Problem details — Using the listing below, print exactly everything from the line with "pub fn from_model(model: Model)" down to the line with "merged.extend(partial);", both included, and nothing more.

Data provided —
/// Collects keys of `raw` missing from `kept`, descending into nested
/// objects and arrays of objects such as ensemble members.
fn ignored_keys(raw: &Attributes, kept: &Attributes, prefix: &str, out: &mut Vec<String>) {
    for (key, value) in raw {
        let Some(snapshot) = kept.get(key) else {
            out.push(format!("{}{}", prefix, key));
            continue;
        };
        match (value, snapshot) {
            (serde_json::Value::Object(raw), serde_json::Value::Object(kept)) => {
                ignored_keys(raw, kept, &format!("{}{}.", prefix, key), out);
            }
            (serde_json::Value::Array(raw), serde_json::Value::Array(kept)) => {
                for (i, pair) in raw.iter().zip(kept).enumerate() {
                    if let (serde_json::Value::Object(raw), serde_json::Value::Object(kept)) = pair {
                        ignored_keys(raw, kept, &format!("{}{}[{}].", prefix, key, i), out);
                    }
                }
            }
            _ => {}
        }
    }
}

impl ModelDescriptor {
    /// Builds a descriptor from a family tag and a JSON object of attributes.
    pub fn new(model_type: &str, attributes: serde_json::Value) -> Result<Self> {
        match attributes {
            serde_json::Value::Object(attributes) => Self::from_attributes(model_type, attributes),
            other => Err(ModelError::validation(
                model_type,
                format!("attributes must be an object, got {}", other),
            )),
        }
    }

    pub fn from_attributes(model_type: &str, attributes: Attributes) -> Result<Self> {
        let tag: ModelType = model_type
            .parse()
            .map_err(|message: String| ModelError::validation(model_type, message))?;
        let raw = attributes.clone();
        let model: Model = serde_json::from_value(json!({
            "model_type": tag.as_str(),
            "attributes": attributes,
        }))
        .map_err(|e| ModelError::validation(tag.as_str(), e.to_string()))?;

        let descriptor = Self::from_model(model)?;
        let mut ignored = Vec::new();
        ignored_keys(&raw, &descriptor.attributes, "", &mut ignored);
        for key in &ignored {
            warn!("Ignoring unknown attribute '{}' for {}", key, tag);
        }
        Ok(descriptor)
    }

    /// Validates typed parameters and takes their snapshot.
    pub fn from_model(model: Model) -> Result<Self> {
        let model_type = model.model_type();
        model
            .check()
            .map_err(|message| ModelError::validation(model_type.as_str(), message))?;
        let attributes = match serde_json::to_value(&model) {
            Ok(serde_json::Value::Object(mut tagged)) => match tagged.remove("attributes") {
                Some(serde_json::Value::Object(attributes)) => attributes,
                _ => Attributes::new(),
            },
            Ok(_) => Attributes::new(),
            Err(e) => return Err(ModelError::validation(model_type.as_str(), e.to_string())),
        };
        let summary = summarize(model_type, &attributes);
        debug!("Built {} descriptor with {} attributes", model_type, attributes.len());
        Ok(Self {
            model,
            attributes,
            summary,
        })
    }

    pub fn model(&self) -> &Model {
        &self.model
    }

    pub fn model_type(&self) -> ModelType {
        self.model.model_type()
    }

    /// Normalized parameter snapshot, defaults filled in.
    pub fn attributes(&self) -> &Attributes {
        &self.attributes
    }

    pub fn summary(&self) -> &str {
        &self.summary
    }

    /// Merges `partial` over the current attributes and rebuilds the descriptor.
    ///
    /// On failure the descriptor is left unchanged.
    pub fn update(&mut self, partial: serde_json::Value) -> Result<()> {
        let model_type = self.model_type();
        let serde_json::Value::Object(partial) = partial else {
            return Err(ModelError::validation(
                model_type.as_str(),
                "attributes must be an object",
            ));
        };
        let changed: Vec<&String> = partial.keys().collect();
        debug!("Updating {} attributes {:?}", model_type, changed);
        let mut merged = self.attributes.clone();
        merged.extend(partial);
        *self = Self::from_attributes(model_type.as_str(), merged)?;
        Ok(())
    }

    /// SHA-256 of the canonical `{model_type, attributes}` JSON.
    pub fn fingerprint(&self) -> String {
        let canonical = json!({
            "model_type": self.model_type().as_str(),
            "attributes": self.attributes,
        })
        .to_string();
        let mut hasher = Sha256::new();
        hasher.update(canonical.as_bytes());
        format!("{:x}", hasher.finalize())
    }

    fn unsupported(&self, operation: Operation) -> ModelError {
        ModelError::UnsupportedOperation {
            model_type: self.model_type(),
            operation,
        }
    }

    /// Fails unless the family's support matrix lists `operation`.
    fn require(&self, operation: Operation) -> Result<()> {
        if self.model_type().supports(operation) {
            Ok(())
        } else {
            Err(self.unsupported(operation))
        }
    }

    pub fn predict(&self, x: ArrayView2<'_, Value>) -> Result<Array1<Value>> {
        trace!("{} predict on {} rows", self.model_type(), x.nrows());
        self.require(Operation::Predict)?;
        match &self.model {
            Model::BinaryTreeRegressor(model) => model.predict(x),
            Model::BinaryTreeClassifier(model) => model.predict(x),
            Model::RandomForestRegressor(model) => model.predict(x),
            Model::RandomForestClassifier(model) => model.predict(x),
            Model::XGBoostRegressor(model) => model.predict(x),
            Model::XGBoostClassifier(model) => model.predict(x),
            Model::LinearRegression(model) | Model::LinearSVR(model) => {
                model.predict(x, Link::Identity)
            }
            Model::LogisticRegression(model) | Model::LinearSVC(model) => {
                model.predict(x, Link::Logistic)
            }
            Model::KMeans(model) | Model::NearestCentroids(model) => model.predict(x),
            Model::BisectingKMeans(model) => model.predict(x),
            _ => Err(self.unsupported(Operation::Predict)),
        }
    }

    /// Rows x classes probabilities.
    pub fn predict_proba(&self, x: ArrayView2<'_, Value>) -> Result<Array2<f64>> {
        trace!("{} predict_proba on {} rows", self.model_type(), x.nrows());
        self.require(Operation::PredictProba)?;
        match &self.model {
            Model::BinaryTreeClassifier(model) => model.predict_proba(x),
            Model::RandomForestClassifier(model) => model.predict_proba(x),
            Model::XGBoostClassifier(model) => model.predict_proba(x),
            Model::LogisticRegression(model) | Model::LinearSVC(model) => model.predict_proba(x),
            Model::KMeans(model) | Model::NearestCentroids(model) => model.predict_proba(x),
            _ => Err(self.unsupported(Operation::PredictProba)),
        }
    }

    pub fn transform(&self, x: ArrayView2<'_, Value>) -> Result<Array2<f64>> {
        trace!("{} transform on {} rows", self.model_type(), x.nrows());
        self.require(Operation::Transform)?;
        match &self.model {
            Model::KMeans(model) | Model::NearestCentroids(model) => model.transform(x),
            Model::BisectingKMeans(model) => model.transform(x),
            Model::Pca(model) => model.transform(x),
            Model::Svd(model) => model.transform(x),
            Model::Normalizer(model) => model.transform(x),
            Model::OneHotEncoder(model) => model.transform(x),
            _ => Err(self.unsupported(Operation::Transform)),
        }
    }

    /// Single SQL expression computing `predict` over the given columns.
    pub fn predict_sql<S: AsRef<str>>(&self, columns: &[S]) -> Result<String> {
        self.require(Operation::PredictSql)?;
        let columns = batch::columns(columns);
        let expr: Expr = match &self.model {
            Model::BinaryTreeRegressor(model) => model.predict_sql(&columns)?,
            Model::BinaryTreeClassifier(model) => model.predict_sql(&columns)?,
            Model::RandomForestRegressor(model) => model.predict_sql(&columns)?,
            Model::RandomForestClassifier(model) => model.predict_sql(&columns)?,
            Model::XGBoostRegressor(model) => model.predict_sql(&columns)?,
            Model::XGBoostClassifier(model) => model.predict_sql(&columns)?,
            Model::LinearRegression(model) | Model::LinearSVR(model) => {
                model.predict_sql(&columns, Link::Identity)?
            }
            Model::LogisticRegression(model) | Model::LinearSVC(model) => {
                model.predict_sql(&columns, Link::Logistic)?
            }
            Model::KMeans(model) | Model::NearestCentroids(model) => model.predict_sql(&columns)?,
            Model::BisectingKMeans(model) => model.predict_sql(&columns)?,
            _ => return Err(self.unsupported(Operation::PredictSql)),
        };
        let sql = expr.to_string();
        trace!("{} predict_sql generated {} bytes", self.model_type(), sql.len());
        Ok(sql)
    }

    /// One SQL expression per class.
    pub fn predict_proba_sql<S: AsRef<str>>(&self, columns: &[S]) -> Result<Vec<String>> {
        self.require(Operation::PredictProbaSql)?;
        let columns = batch::columns(columns);
        let exprs = match &self.model {
            Model::BinaryTreeClassifier(model) => model.predict_proba_sql(&columns)?,
            Model::RandomForestClassifier(model) => model.predict_proba_sql(&columns)?,
            Model::XGBoostClassifier(model) => model.predict_proba_sql(&columns)?,
            Model::LogisticRegression(model) | Model::LinearSVC(model) => {
                model.predict_proba_sql(&columns)?
            }
            Model::KMeans(model) | Model::NearestCentroids(model) => {
                model.predict_proba_sql(&columns)?
            }
            _ => return Err(self.unsupported(Operation::PredictProbaSql)),
        };
        Ok(exprs.iter().map(ToString::to_string).collect())
    }

    /// One SQL expression per output column, flattened across input features.
    pub fn transform_sql<S: AsRef<str>>(&self, columns: &[S]) -> Result<Vec<String>> {
        self.require(Operation::TransformSql)?;
        let exprs = match &self.model {
            Model::OneHotEncoder(model) => return model.transform_sql(columns),
            Model::KMeans(model) | Model::NearestCentroids(model) => {
                model.transform_sql(&batch::columns(columns))?
            }
            Model::BisectingKMeans(model) => model.transform_sql(&batch::columns(columns))?,
            Model::Pca(model) => model.transform_sql(&batch::columns(columns))?,
            Model::Svd(model) => model.transform_sql(&batch::columns(columns))?,
            Model::Normalizer(model) => model.transform_sql(&batch::columns(columns))?,
            _ => return Err(self.unsupported(Operation::TransformSql)),
        };
        Ok(exprs.iter().map(ToString::to_string).collect())
    }

    /// Rotates PCA loadings in place through [`ModelDescriptor::update`].
    pub fn rotate(&mut self, options: &RotationOptions) -> Result<()> {
        self.require(Operation::Rotate)?;
        let Model::Pca(pca) = &self.model else {
            return Err(self.unsupported(Operation::Rotate));
        };
        let rotated = rotate_loadings(pca.principal_components(), options)?;
        debug!(
            "Rotated {} loadings with gamma = {}",
            self.model_type(),
            options.gamma
        );
        self.update(json!({ "principal_components": rotated }))
    }
}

Response to this exercise —
    pub fn from_model(model: Model) -> Result<Self> {
        let model_type = model.model_type();
        model
            .check()
            .map_err(|message| ModelError::validation(model_type.as_str(), message))?;
        let attributes = match serde_json::to_value(&model) {
            Ok(serde_json::Value::Object(mut tagged)) => match tagged.remove("attributes") {
                Some(serde_json::Value::Object(attributes)) => attributes,
                _ => Attributes::new(),
            },
            Ok(_) => Attributes::new(),
            Err(e) => return Err(ModelError::validation(model_type.as_str(), e.to_string())),
        };
        let summary = summarize(model_type, &attributes);
        debug!("Built {} descriptor with {} attributes", model_type, attributes.len());
        Ok(Self {
            model,
            attributes,
            summary,
        })
    }

    pub fn model(&self) -> &Model {
        &self.model
    }

    pub fn model_type(&self) -> ModelType {
        self.model.model_type()
    }

    /// Normalized parameter snapshot, defaults filled in.
    pub fn attributes(&self) -> &Attributes {
        &self.attributes
    }

    pub fn summary(&self) -> &str {
        &self.summary
    }

    /// Merges `partial` over the current attributes and rebuilds the descriptor.
    ///
    /// On failure the descriptor is left unchanged.
    pub fn update(&mut self, partial: serde_json::Value) -> Result<()> {
        let model_type = self.model_type();
        let serde_json::Value::Object(partial) = partial else {
            return Err(ModelError::validation(
                model_type.as_str(),
                "attributes must be an object",
            ));
        };
        let changed: Vec<&String> = partial.keys().collect();
        debug!("Updating {} attributes {:?}", model_type, changed);
        let mut merged = self.attributes.clone();
        merged.extend(partial);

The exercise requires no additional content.